Which lines of the records below contain the word "serde"? Show each one.
#### THE RECORDS ####
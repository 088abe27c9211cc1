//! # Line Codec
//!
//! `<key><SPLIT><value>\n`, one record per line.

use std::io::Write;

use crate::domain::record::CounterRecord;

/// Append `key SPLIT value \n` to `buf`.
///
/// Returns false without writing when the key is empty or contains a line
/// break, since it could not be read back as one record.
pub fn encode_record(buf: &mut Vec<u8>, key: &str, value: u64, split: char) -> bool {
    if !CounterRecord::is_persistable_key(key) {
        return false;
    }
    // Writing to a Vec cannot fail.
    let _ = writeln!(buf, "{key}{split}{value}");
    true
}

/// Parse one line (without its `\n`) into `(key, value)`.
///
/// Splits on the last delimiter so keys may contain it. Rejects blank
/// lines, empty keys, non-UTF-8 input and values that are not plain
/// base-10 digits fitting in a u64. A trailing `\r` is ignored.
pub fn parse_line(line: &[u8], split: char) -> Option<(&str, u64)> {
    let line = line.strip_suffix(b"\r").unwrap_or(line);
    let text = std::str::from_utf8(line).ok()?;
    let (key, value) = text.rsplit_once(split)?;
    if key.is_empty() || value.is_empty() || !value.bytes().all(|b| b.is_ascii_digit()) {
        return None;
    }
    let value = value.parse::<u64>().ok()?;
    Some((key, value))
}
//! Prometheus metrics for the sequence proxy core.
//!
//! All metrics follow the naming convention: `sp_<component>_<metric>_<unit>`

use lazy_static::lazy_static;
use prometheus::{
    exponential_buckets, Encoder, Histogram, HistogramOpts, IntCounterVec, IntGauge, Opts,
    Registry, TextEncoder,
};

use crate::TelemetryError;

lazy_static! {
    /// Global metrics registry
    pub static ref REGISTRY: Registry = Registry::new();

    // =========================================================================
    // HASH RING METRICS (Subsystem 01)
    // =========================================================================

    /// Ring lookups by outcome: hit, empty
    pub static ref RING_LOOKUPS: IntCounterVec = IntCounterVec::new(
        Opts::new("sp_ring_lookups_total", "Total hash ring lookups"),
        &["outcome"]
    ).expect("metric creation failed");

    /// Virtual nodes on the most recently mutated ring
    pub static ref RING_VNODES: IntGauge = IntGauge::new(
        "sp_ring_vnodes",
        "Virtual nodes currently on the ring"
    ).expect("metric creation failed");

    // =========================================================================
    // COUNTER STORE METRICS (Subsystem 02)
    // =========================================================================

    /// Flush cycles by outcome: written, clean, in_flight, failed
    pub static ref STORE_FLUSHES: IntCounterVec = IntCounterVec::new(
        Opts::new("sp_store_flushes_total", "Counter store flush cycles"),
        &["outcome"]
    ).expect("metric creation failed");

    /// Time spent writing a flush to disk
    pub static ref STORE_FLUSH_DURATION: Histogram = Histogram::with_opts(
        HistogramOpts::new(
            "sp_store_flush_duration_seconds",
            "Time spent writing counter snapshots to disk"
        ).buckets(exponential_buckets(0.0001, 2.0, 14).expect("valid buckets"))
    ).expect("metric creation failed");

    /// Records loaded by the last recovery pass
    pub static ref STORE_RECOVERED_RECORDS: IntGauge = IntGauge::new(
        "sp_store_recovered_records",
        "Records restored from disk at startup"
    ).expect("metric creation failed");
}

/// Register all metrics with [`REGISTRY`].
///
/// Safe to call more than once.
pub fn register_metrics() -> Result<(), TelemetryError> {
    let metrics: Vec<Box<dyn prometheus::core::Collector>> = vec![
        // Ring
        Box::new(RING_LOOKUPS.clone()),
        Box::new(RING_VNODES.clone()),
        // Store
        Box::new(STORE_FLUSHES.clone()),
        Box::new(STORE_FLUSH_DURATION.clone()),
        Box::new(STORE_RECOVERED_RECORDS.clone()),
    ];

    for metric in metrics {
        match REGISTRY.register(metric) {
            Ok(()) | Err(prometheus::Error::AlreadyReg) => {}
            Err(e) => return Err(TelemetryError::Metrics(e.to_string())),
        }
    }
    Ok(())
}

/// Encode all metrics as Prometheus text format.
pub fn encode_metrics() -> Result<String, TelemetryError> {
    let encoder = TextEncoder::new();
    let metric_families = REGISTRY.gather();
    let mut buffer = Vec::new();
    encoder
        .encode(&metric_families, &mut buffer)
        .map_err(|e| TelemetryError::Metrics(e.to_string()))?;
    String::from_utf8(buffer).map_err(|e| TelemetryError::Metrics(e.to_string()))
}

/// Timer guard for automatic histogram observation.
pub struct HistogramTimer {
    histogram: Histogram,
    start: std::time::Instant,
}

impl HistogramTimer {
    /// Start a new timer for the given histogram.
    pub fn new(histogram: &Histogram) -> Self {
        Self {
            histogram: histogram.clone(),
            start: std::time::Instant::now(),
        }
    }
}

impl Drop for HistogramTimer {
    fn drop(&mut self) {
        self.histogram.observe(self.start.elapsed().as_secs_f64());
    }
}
####
#### THE RECORDS ####
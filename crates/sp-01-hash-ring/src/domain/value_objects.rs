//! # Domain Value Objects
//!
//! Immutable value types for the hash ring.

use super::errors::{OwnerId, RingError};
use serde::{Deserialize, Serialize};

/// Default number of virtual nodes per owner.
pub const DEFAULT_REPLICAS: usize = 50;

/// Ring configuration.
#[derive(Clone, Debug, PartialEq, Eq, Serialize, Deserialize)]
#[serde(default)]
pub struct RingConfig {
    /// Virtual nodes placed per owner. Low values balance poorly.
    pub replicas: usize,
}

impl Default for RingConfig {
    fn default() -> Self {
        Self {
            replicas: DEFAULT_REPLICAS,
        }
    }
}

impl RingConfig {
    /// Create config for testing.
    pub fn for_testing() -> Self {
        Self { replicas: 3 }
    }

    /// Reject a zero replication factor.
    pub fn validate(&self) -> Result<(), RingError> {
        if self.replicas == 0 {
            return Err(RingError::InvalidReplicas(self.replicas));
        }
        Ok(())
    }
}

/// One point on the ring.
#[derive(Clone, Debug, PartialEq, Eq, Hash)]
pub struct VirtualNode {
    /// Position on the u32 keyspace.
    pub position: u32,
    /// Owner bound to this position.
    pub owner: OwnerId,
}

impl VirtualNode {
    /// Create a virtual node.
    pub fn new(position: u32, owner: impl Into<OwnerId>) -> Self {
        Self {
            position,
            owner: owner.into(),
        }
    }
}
####
> _SOLUTION TO THE PROBLEM_:
use serde::{Deserialize, Serialize};
#[serde(default)]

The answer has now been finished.